_Exercise objective_. Lines before the one containing "loading and validation" are to be skipped; reproduce that line and the rest of the records below exactly.

_Records for this task_.
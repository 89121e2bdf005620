//! # Connect Four Engine
//!
//! Rules engine for two-player vertical four-in-a-row: gravity drops,
//! anchored win detection, turn alternation and a scoreboard that carries
//! across rounds of a session. Rendering and input handling live outside
//! this crate; callers drive a [`game::GameEngine`] and draw from what it
//! returns.
//!
//! ## Modules
//!
//! - [`game`] — Board, player, scoreboard and the engine state machine
//! - [`agent`] — Agent trait and a random column picker
//! - [`session`] — Headless round runner and session statistics
//! - [`config`] — TOML configuration loading and validation
//! - [`error`] — Structured error types

pub mod agent;
pub mod config;
pub mod error;
pub mod game;
pub mod session;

_Solution to the exercise_.
//! - [`config`] — TOML configuration loading and validation
//! - [`error`] — Structured error types

pub mod agent;
pub mod config;
pub mod error;
pub mod game;
pub mod session;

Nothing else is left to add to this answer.